Entries provided —
..........

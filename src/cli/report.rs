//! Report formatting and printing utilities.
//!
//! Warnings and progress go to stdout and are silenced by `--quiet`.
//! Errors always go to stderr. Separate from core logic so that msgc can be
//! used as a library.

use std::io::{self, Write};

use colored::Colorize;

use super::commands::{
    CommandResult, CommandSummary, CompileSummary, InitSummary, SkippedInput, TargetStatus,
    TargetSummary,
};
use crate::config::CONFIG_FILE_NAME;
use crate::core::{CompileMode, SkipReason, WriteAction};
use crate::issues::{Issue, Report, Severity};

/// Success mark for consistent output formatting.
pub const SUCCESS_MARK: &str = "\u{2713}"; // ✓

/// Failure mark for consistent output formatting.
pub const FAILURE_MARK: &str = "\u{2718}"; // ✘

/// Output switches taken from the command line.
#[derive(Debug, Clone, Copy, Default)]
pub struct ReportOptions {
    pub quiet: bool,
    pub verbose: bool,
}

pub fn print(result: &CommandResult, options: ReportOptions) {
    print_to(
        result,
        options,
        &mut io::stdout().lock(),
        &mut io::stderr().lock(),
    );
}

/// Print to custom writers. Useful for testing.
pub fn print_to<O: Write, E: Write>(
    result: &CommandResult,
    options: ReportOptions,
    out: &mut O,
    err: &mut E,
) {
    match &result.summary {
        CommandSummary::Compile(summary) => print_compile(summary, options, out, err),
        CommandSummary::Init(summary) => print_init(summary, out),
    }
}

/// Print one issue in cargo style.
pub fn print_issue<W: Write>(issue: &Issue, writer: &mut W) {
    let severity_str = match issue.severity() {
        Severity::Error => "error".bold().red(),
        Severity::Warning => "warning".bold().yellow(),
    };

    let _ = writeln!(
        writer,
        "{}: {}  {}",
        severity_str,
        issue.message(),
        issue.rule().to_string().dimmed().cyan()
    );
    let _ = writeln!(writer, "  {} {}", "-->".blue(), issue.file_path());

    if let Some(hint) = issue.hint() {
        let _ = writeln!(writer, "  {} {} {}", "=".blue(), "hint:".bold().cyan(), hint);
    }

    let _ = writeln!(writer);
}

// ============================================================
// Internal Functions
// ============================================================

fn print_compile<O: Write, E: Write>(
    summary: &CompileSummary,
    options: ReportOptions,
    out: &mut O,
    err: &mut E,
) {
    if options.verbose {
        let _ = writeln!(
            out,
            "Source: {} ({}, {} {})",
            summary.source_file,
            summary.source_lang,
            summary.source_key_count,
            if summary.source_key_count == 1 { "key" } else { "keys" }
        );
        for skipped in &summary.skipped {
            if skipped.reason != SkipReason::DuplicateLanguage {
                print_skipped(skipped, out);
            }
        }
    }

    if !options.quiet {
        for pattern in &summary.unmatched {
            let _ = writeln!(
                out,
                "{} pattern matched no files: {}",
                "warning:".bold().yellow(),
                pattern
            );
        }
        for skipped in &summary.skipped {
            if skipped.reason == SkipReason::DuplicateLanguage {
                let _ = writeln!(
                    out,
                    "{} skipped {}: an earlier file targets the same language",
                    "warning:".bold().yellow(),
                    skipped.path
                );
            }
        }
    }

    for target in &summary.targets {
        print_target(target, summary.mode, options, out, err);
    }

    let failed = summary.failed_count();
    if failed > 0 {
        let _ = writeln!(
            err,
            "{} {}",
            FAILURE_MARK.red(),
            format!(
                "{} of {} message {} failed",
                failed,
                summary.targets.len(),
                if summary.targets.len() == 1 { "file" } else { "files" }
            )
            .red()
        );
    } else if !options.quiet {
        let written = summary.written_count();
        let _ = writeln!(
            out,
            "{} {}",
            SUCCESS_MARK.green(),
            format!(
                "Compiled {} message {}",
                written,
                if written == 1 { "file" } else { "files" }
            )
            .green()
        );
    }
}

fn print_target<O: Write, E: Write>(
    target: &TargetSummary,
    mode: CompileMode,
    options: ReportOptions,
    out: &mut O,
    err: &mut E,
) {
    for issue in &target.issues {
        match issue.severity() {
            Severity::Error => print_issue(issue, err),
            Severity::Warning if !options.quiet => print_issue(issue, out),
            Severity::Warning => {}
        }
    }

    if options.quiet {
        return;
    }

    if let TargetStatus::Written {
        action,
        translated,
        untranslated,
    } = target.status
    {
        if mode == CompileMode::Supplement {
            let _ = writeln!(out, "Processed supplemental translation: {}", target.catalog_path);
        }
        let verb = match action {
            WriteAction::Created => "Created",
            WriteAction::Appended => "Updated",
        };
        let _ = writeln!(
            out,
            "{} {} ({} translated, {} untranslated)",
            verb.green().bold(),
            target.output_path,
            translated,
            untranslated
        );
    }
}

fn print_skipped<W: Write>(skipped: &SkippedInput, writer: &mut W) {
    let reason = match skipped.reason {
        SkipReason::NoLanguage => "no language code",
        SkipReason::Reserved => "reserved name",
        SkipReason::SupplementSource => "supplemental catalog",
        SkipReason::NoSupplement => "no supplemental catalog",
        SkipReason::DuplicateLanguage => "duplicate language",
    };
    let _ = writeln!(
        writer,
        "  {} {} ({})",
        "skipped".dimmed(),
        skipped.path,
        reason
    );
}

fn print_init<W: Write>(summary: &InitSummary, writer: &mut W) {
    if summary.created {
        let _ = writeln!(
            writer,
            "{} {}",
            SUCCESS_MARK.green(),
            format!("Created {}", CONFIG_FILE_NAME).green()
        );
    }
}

..........

What the exercise asks — Give back the entire listing above, matching every line exactly.

Worked solution —
filename src/cli/report.rs
//! Report formatting and printing utilities.
//!
//! Warnings and progress go to stdout and are silenced by `--quiet`.
//! Errors always go to stderr. Separate from core logic so that msgc can be
//! used as a library.

use std::io::{self, Write};

use colored::Colorize;

use super::commands::{
    CommandResult, CommandSummary, CompileSummary, InitSummary, SkippedInput, TargetStatus,
    TargetSummary,
};
use crate::config::CONFIG_FILE_NAME;
use crate::core::{CompileMode, SkipReason, WriteAction};
use crate::issues::{Issue, Report, Severity};

/// Success mark for consistent output formatting.
pub const SUCCESS_MARK: &str = "\u{2713}"; // ✓

/// Failure mark for consistent output formatting.
pub const FAILURE_MARK: &str = "\u{2718}"; // ✘

/// Output switches taken from the command line.
#[derive(Debug, Clone, Copy, Default)]
pub struct ReportOptions {
    pub quiet: bool,
    pub verbose: bool,
}

pub fn print(result: &CommandResult, options: ReportOptions) {
    print_to(
        result,
        options,
        &mut io::stdout().lock(),
        &mut io::stderr().lock(),
    );
}

/// Print to custom writers. Useful for testing.
pub fn print_to<O: Write, E: Write>(
    result: &CommandResult,
    options: ReportOptions,
    out: &mut O,
    err: &mut E,
) {
    match &result.summary {
        CommandSummary::Compile(summary) => print_compile(summary, options, out, err),
        CommandSummary::Init(summary) => print_init(summary, out),
    }
}

/// Print one issue in cargo style.
pub fn print_issue<W: Write>(issue: &Issue, writer: &mut W) {
    let severity_str = match issue.severity() {
        Severity::Error => "error".bold().red(),
        Severity::Warning => "warning".bold().yellow(),
    };

    let _ = writeln!(
        writer,
        "{}: {}  {}",
        severity_str,
        issue.message(),
        issue.rule().to_string().dimmed().cyan()
    );
    let _ = writeln!(writer, "  {} {}", "-->".blue(), issue.file_path());

    if let Some(hint) = issue.hint() {
        let _ = writeln!(writer, "  {} {} {}", "=".blue(), "hint:".bold().cyan(), hint);
    }

    let _ = writeln!(writer);
}

// ============================================================
// Internal Functions
// ============================================================

fn print_compile<O: Write, E: Write>(
    summary: &CompileSummary,
    options: ReportOptions,
    out: &mut O,
    err: &mut E,
) {
    if options.verbose {
        let _ = writeln!(
            out,
            "Source: {} ({}, {} {})",
            summary.source_file,
            summary.source_lang,
            summary.source_key_count,
            if summary.source_key_count == 1 { "key" } else { "keys" }
        );
        for skipped in &summary.skipped {
            if skipped.reason != SkipReason::DuplicateLanguage {
                print_skipped(skipped, out);
            }
        }
    }

    if !options.quiet {
        for pattern in &summary.unmatched {
            let _ = writeln!(
                out,
                "{} pattern matched no files: {}",
                "warning:".bold().yellow(),
                pattern
            );
        }
        for skipped in &summary.skipped {
            if skipped.reason == SkipReason::DuplicateLanguage {
                let _ = writeln!(
                    out,
                    "{} skipped {}: an earlier file targets the same language",
                    "warning:".bold().yellow(),
                    skipped.path
                );
            }
        }
    }

    for target in &summary.targets {
        print_target(target, summary.mode, options, out, err);
    }

    let failed = summary.failed_count();
    if failed > 0 {
        let _ = writeln!(
            err,
            "{} {}",
            FAILURE_MARK.red(),
            format!(
                "{} of {} message {} failed",
                failed,
                summary.targets.len(),
                if summary.targets.len() == 1 { "file" } else { "files" }
            )
            .red()
        );
    } else if !options.quiet {
        let written = summary.written_count();
        let _ = writeln!(
            out,
            "{} {}",
            SUCCESS_MARK.green(),
            format!(
                "Compiled {} message {}",
                written,
                if written == 1 { "file" } else { "files" }
            )
            .green()
        );
    }
}

fn print_target<O: Write, E: Write>(
    target: &TargetSummary,
    mode: CompileMode,
    options: ReportOptions,
    out: &mut O,
    err: &mut E,
) {
    for issue in &target.issues {
        match issue.severity() {
            Severity::Error => print_issue(issue, err),
            Severity::Warning if !options.quiet => print_issue(issue, out),
            Severity::Warning => {}
        }
    }

    if options.quiet {
        return;
    }

    if let TargetStatus::Written {
        action,
        translated,
        untranslated,
    } = target.status
    {
        if mode == CompileMode::Supplement {
            let _ = writeln!(out, "Processed supplemental translation: {}", target.catalog_path);
        }
        let verb = match action {
            WriteAction::Created => "Created",
            WriteAction::Appended => "Updated",
        };
        let _ = writeln!(
            out,
            "{} {} ({} translated, {} untranslated)",
            verb.green().bold(),
            target.output_path,
            translated,
            untranslated
        );
    }
}

fn print_skipped<W: Write>(skipped: &SkippedInput, writer: &mut W) {
    let reason = match skipped.reason {
        SkipReason::NoLanguage => "no language code",
        SkipReason::Reserved => "reserved name",
        SkipReason::SupplementSource => "supplemental catalog",
        SkipReason::NoSupplement => "no supplemental catalog",
        SkipReason::DuplicateLanguage => "duplicate language",
    };
    let _ = writeln!(
        writer,
        "  {} {} ({})",
        "skipped".dimmed(),
        skipped.path,
        reason
    );
}

fn print_init<W: Write>(summary: &InitSummary, writer: &mut W) {
    if summary.created {
        let _ = writeln!(
            writer,
            "{} {}",
            SUCCESS_MARK.green(),
            format!("Created {}", CONFIG_FILE_NAME).green()
        );
    }
}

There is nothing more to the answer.